While Jupiter is obviously a larger and closer target than Pluto or Comet 67P, getting a spacecraft in orbit to collect data hasn’t been a simple task. Rather than fly straight to Jupiter, Juno actually flew out past Mars before returning to Earth in order to use our planet’s gravity like a big sling-shot. This allowed for the spacecraft to reach it’s break-neck speeds (which would turn a three-day flight to the moon into a two-hour trip). Upon reaching Jupiter, Juno will be setting another record as the longest flight for a solar-powered craft, which of course complicates what kind of maneuvering it will be capable of. In order to maximize exposure to the sun, the satellite will orbit over and under Jupiter’s poles, rather than its equator, so that it’s never in the planet’s shadow and can stay charged. This is critical, since the sunlight that reaches Jupiter is 23 times fainter than what we get on Earth.

Surviving a rough welcome

Once in orbit, Juno will also have to cope with an unusually high amount of radiation and charged particles that surrounds Jupiter. Juno is slated to make very long, but relatively low-altitude orbits, which means that the only way to guard sensitive electronic components from being irradiated to death is to house them in a 800-pound metal hull. The spacecraft should survive until at least February 2018, but in that time it will be taking enormous amounts of damage from the tiny but high-energy debris around Jupiter. There’s extra concern about this kind of exposure when Juno enters its first orbit, requiring that the spacecraft face away from Earth which means it will barely be able to confirm its safe arrival. To know if everything is working, two stations in NASA’s Deep Space Network will have to be searching the sky for a signal weaker than what New Horizons was able to send from as far away as Pluto. We won’t be receiving regular data from onboard instruments until November, once Juno has had a chance to settle into a safer route around its target.

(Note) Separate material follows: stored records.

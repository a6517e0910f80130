//! Error types for Quill

use thiserror::Error;

use crate::agent::llm::Vendor;

/// Result type alias for Quill operations
pub type Result<T> = std::result::Result<T, Error>;

/// Errors that can occur in Quill
#[derive(Error, Debug)]
pub enum Error {
    #[error("Configuration error: {0}")]
    Config(String),

    /// Connection refused, non-2xx status, vendor error frame or an
    /// unparsable top-level envelope. Always escalated.
    #[error("{vendor} transport error: {message}")]
    Transport { vendor: Vendor, message: String },

    #[error("Tool error: {0}")]
    Tool(String),

    #[error("IO error: {0}")]
    Io(#[from] std::io::Error),

    #[error("JSON error: {0}")]
    Json(#[from] serde_json::Error),

    #[error("{0}")]
    Other(String),
}

impl Error {
    /// Build a transport error for `vendor`.
    pub fn transport(vendor: Vendor, message: impl Into<String>) -> Self {
        Error::Transport {
            vendor,
            message: message.into(),
        }
    }

    /// The bare failure text, without the variant prefix.
    ///
    /// Tool failures are reported back to the model with this text, so a
    /// handler failing with `Error::Tool("disk full")` surfaces as `disk full`.
    pub fn message(&self) -> String {
        match self {
            Error::Config(msg) | Error::Tool(msg) | Error::Other(msg) => msg.clone(),
            Error::Transport { message, .. } => message.clone(),
            other => other.to_string(),
        }
    }

    /// True for failures that should propagate out of an exchange.
    pub fn is_transport(&self) -> bool {
        matches!(self, Error::Transport { .. })
    }
}

impl From<anyhow::Error> for Error {
    fn from(err: anyhow::Error) -> Self {
        Error::Other(err.to_string())
    }
}

#[cfg(test)]
mod tests {
    use super::*;

    #[test]
    fn test_tool_message_is_bare() {
        let err = Error::Tool("disk full".to_string());
        assert_eq!(err.message(), "disk full");
        assert_eq!(err.to_string(), "Tool error: disk full");
    }

    #[test]
    fn test_transport_carries_vendor() {
        let err = Error::transport(Vendor::Anthropic, "HTTP 529: overloaded");
        assert!(err.is_transport());
        assert_eq!(err.to_string(), "anthropic transport error: HTTP 529: overloaded");
    }

    #[test]
    fn test_from_anyhow() {
        let err: Error = anyhow::anyhow!("boom").into();
        assert_eq!(err.message(), "boom");
    }
}
//! Ollama chat adapter.
//!
//! Wire format: one bare JSON object per line, no framing prefix. The last
//! record carries `"done": true`.

use async_trait::async_trait;
use bytes::Bytes;
use futures_util::Stream;
use reqwest::Client;
use serde::Deserialize;
use serde_json::{json, Value};
use tracing::{debug, warn};

use crate::agent::message::{Message, Role};
use crate::config::ProviderConfig;
use crate::tools::ToolDefinition;
use crate::Result;

use super::framing::{check_status, decode_frames, ndjson_frames, send_error, Frame};
use super::{ChatRequest, EventStream, ProviderAdapter, ProviderProfile, StreamEvent, Vendor};

/// Adapter for a local or remote Ollama server.
#[derive(Clone)]
pub struct OllamaAdapter {
    endpoint: String,
    model: String,
    temperature: f32,
    num_predict: u32,
    debug_wire: bool,
    profile: ProviderProfile,
    client: Client,
}

impl OllamaAdapter {
    pub fn new(config: &ProviderConfig) -> Self {
        Self {
            endpoint: config.endpoint_url(),
            model: config.model_name().to_string(),
            temperature: config.temperature,
            num_predict: config.max_output_tokens,
            debug_wire: config.debug_wire,
            profile: ProviderProfile::for_config(config),
            client: Client::new(),
        }
    }

    fn build_url(&self) -> String {
        format!("{}/api/chat", self.endpoint)
    }

    /// Request body for one streaming round.
    pub fn build_body(&self, request: &ChatRequest) -> Value {
        let mut messages = Vec::new();
        if !request.system.is_empty() {
            messages.push(json!({"role": "system", "content": request.system}));
        }
        messages.extend(
            request
                .wire_messages(&self.profile)
                .iter()
                .map(convert_message),
        );

        let mut body = json!({
            "model": self.model,
            "messages": messages,
            "stream": true,
            "options": {
                "temperature": self.temperature,
                "num_predict": self.num_predict,
            }
        });
        if let Some(tools) = request.native_tools(&self.profile) {
            body["tools"] = convert_tools(tools);
        }
        body
    }
}

fn convert_message(msg: &Message) -> Value {
    let role = match msg.role {
        Role::System => "system",
        Role::User => "user",
        Role::Assistant => "assistant",
        Role::Tool => "tool",
    };
    let mut value = json!({"role": role, "content": msg.content});
    if !msg.calls().is_empty() {
        value["tool_calls"] = msg
            .calls()
            .iter()
            .map(|call| json!({"function": {"name": call.name, "arguments": call.args}}))
            .collect();
    }
    value
}

fn convert_tools(tools: &[ToolDefinition]) -> Value {
    tools
        .iter()
        .map(|t| {
            json!({
                "type": "function",
                "function": {
                    "name": t.name,
                    "description": t.description,
                    "parameters": t.parameters
                }
            })
        })
        .collect()
}

#[derive(Debug, Deserialize)]
struct ChatLine {
    #[serde(default)]
    message: Option<LineMessage>,
    #[serde(default)]
    done: bool,
    #[serde(default)]
    done_reason: Option<String>,
    #[serde(default)]
    error: Option<String>,
}

#[derive(Debug, Deserialize)]
struct LineMessage {
    #[serde(default)]
    content: String,
    #[serde(default)]
    tool_calls: Vec<LineToolCall>,
}

#[derive(Debug, Deserialize)]
struct LineToolCall {
    function: LineFunction,
}

#[derive(Debug, Deserialize)]
struct LineFunction {
    name: String,
    #[serde(default)]
    arguments: Value,
}

fn decode_line(line: String, debug_wire: bool) -> Frame {
    if debug_wire {
        debug!("ollama frame: {}", line);
    }
    let record: ChatLine = match serde_json::from_str(&line) {
        Ok(record) => record,
        Err(e) => {
            warn!("Skipping malformed Ollama line: {}", e);
            return Frame::Skip;
        }
    };
    if let Some(error) = record.error {
        return Frame::Fail(error);
    }

    let mut events = Vec::new();
    if let Some(message) = record.message {
        if !message.content.is_empty() {
            events.push(StreamEvent::TextDelta(message.content));
        }
        // Ollama sends each native tool call whole, arguments already an object.
        for call in message.tool_calls {
            events.push(StreamEvent::ToolCallComplete {
                id: None,
                name: call.function.name,
                arguments: call.function.arguments,
            });
        }
    }

    if record.done {
        events.push(StreamEvent::Finish {
            reason: record.done_reason,
        });
        Frame::End(events)
    } else {
        Frame::Events(events)
    }
}

/// Decode an Ollama NDJSON byte stream into normalized events.
pub fn decode_stream<S, E>(bytes: S, debug_wire: bool) -> EventStream
where
    S: Stream<Item = std::result::Result<Bytes, E>> + Send + 'static,
    E: std::fmt::Display + Send + 'static,
{
    decode_frames(Vendor::Ollama, ndjson_frames(bytes), move |line| {
        decode_line(line, debug_wire)
    })
}

#[async_trait]
impl ProviderAdapter for OllamaAdapter {
    fn vendor(&self) -> Vendor {
        Vendor::Ollama
    }

    fn profile(&self) -> &ProviderProfile {
        &self.profile
    }

    async fn open(&self, request: &ChatRequest) -> Result<EventStream> {
        let body = self.build_body(request);
        debug!("Ollama request to {} (model {})", self.build_url(), self.model);

        let response = self
            .client
            .post(self.build_url())
            .json(&body)
            .send()
            .await
            .map_err(|e| send_error(Vendor::Ollama, e))?;
        let response = check_status(Vendor::Ollama, response).await?;

        Ok(decode_stream(response.bytes_stream(), self.debug_wire))
    }
}

#[cfg(test)]
mod tests {
    use super::super::framing::test_support::{chunked, collect, text_of};
    use super::*;
    use crate::agent::llm::ToolMode;
    use crate::error::Error;
    use wiremock::matchers::{method, path};
    use wiremock::{Mock, MockServer, ResponseTemplate};

    fn lines(records: &[&str]) -> Vec<String> {
        records.iter().map(|r| format!("{}\n", r)).collect()
    }

    #[tokio::test]
    async fn test_malformed_line_is_skipped() {
        let wire = lines(&[
            r#"{"message":{"role":"assistant","content":"Hello"},"done":false}"#,
            r#"{"message":{"role":"assistant","content":"#,
            r#"{"message":{"role":"assistant","content":" there"},"done":false}"#,
            r#"{"message":{"role":"assistant","content":""},"done":true,"done_reason":"stop"}"#,
        ]);
        let (events, err) = collect(decode_stream(chunked(wire), false)).await;
        assert!(err.is_none());
        assert_eq!(text_of(&events), "Hello there");
        assert_eq!(
            events.last(),
            Some(&StreamEvent::Finish { reason: Some("stop".to_string()) })
        );
    }

    #[tokio::test]
    async fn test_native_tool_calls_arrive_whole() {
        let wire = lines(&[
            r#"{"message":{"role":"assistant","content":"","tool_calls":[{"function":{"name":"read_file","arguments":{"path":"notes.md"}}}]},"done":false}"#,
            r#"{"done":true,"done_reason":"stop"}"#,
        ]);
        let (events, _) = collect(decode_stream(chunked(wire), false)).await;
        assert_eq!(
            events[0],
            StreamEvent::ToolCallComplete {
                id: None,
                name: "read_file".to_string(),
                arguments: json!({"path": "notes.md"}),
            }
        );
    }

    #[tokio::test]
    async fn test_records_after_done_are_ignored() {
        let wire = lines(&[
            r#"{"message":{"content":"a"},"done":true}"#,
            r#"{"message":{"content":"b"},"done":false}"#,
        ]);
        let (events, _) = collect(decode_stream(chunked(wire), false)).await;
        assert_eq!(text_of(&events), "a");
    }

    #[tokio::test]
    async fn test_error_record_fails_stream() {
        let wire = lines(&[r#"{"error":"model 'nope' not found"}"#]);
        let (_, err) = collect(decode_stream(chunked(wire), false)).await;
        assert_eq!(err.map(|e| e.message()), Some("model 'nope' not found".to_string()));
    }

    #[test]
    fn test_in_text_mode_sends_no_tools() {
        let adapter = OllamaAdapter::new(&ProviderConfig {
            vendor: Vendor::Ollama,
            ..ProviderConfig::default()
        });
        assert_eq!(adapter.profile().tool_mode, ToolMode::InText);
        let request = ChatRequest {
            prompt: "hi".to_string(),
            system: "sys".to_string(),
            tools: Some(vec![ToolDefinition {
                name: "read_file".to_string(),
                description: "Read".to_string(),
                parameters: json!({"type": "object"}),
            }]),
            ..ChatRequest::default()
        };
        let body = adapter.build_body(&request);
        assert!(body.get("tools").is_none());
        assert_eq!(body["messages"][0]["role"], "system");
        assert_eq!(body["messages"][1]["content"], "hi");
        assert_eq!(body["options"]["num_predict"], 4096);
    }

    #[tokio::test]
    async fn test_open_streams_from_server() {
        let server = MockServer::start().await;
        let wire = lines(&[
            r#"{"message":{"content":"Local"},"done":false}"#,
            r#"{"message":{"content":" model"},"done":true,"done_reason":"stop"}"#,
        ])
        .concat();
        Mock::given(method("POST"))
            .and(path("/api/chat"))
            .respond_with(ResponseTemplate::new(200).set_body_raw(wire, "application/x-ndjson"))
            .mount(&server)
            .await;

        let adapter = OllamaAdapter::new(&ProviderConfig {
            vendor: Vendor::Ollama,
            endpoint: Some(server.uri()),
            ..ProviderConfig::default()
        });
        let (events, err) = collect(adapter.open(&ChatRequest::default()).await.unwrap()).await;
        assert!(err.is_none());
        assert_eq!(text_of(&events), "Local model");
    }

    #[tokio::test]
    async fn test_not_found_is_transport_error() {
        let server = MockServer::start().await;
        Mock::given(method("POST"))
            .respond_with(ResponseTemplate::new(404).set_body_string("{\"error\":\"model not found\"}"))
            .mount(&server)
            .await;
        let adapter = OllamaAdapter::new(&ProviderConfig {
            vendor: Vendor::Ollama,
            endpoint: Some(server.uri()),
            ..ProviderConfig::default()
        });
        let err = adapter.open(&ChatRequest::default()).await.err().unwrap();
        assert!(matches!(err, Error::Transport { vendor: Vendor::Ollama, .. }));
        assert!(err.message().contains("HTTP 404"));
    }
}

Gathering data on a gas giant

Aside from demonstrating various feats of engineering, Juno is set to provide us with more information than ever before on Jupiter. We know that the gas giant is massive, with extremely dense and swiftly moving clouds that have more or less thwarted previous attempts to learn about the planet’s possible core. For instance, assuming Jupiter has a non-gas core to speak of, the atmospheric pressure at the surface would be the equivalent of having a 1000 elephants resting on your head. While the Galileo orbiter launched a probe directly into Jupiter’s atmosphere, it wasn’t really a successful survey of the planet’s composition. Instead, Juno will make over 50 orbits around Jupiter, measuring how deeply microwave radiation can penetrate the swirling clouds below. This should help measure, among other things, the water content of the planet, which can help us build a model about Jupiter’s current structure as well as it’s origins. The spacecraft will also make sure to get some unbeatable snapshots of the fifth planet while it’s at it.

Once these measurements have been made, Juno’s mission is unlikely to be extended. Juno was not sterilized before leaving Earth, which isn’t a big concern for flying around Jupiter, but could be a problem if the spacecraft’s orbit deteriorated and allowed it to crash into the moon Europa. Europa is on the short list for places where life may exist in our solar system, and if Juno is carrying any kind of microbe, we don’t want to inadvertently contaminate an ecosystem we’re not even sure exists. With this in mind, Juno will end its mission by slowing down from its record-setting speeds, at which point Jupiter’s gravity will finally be able to pull it out of orbit in a controlled crash. It seems that one of the hard parts of learning more about space is that even the best toys can’t last forever.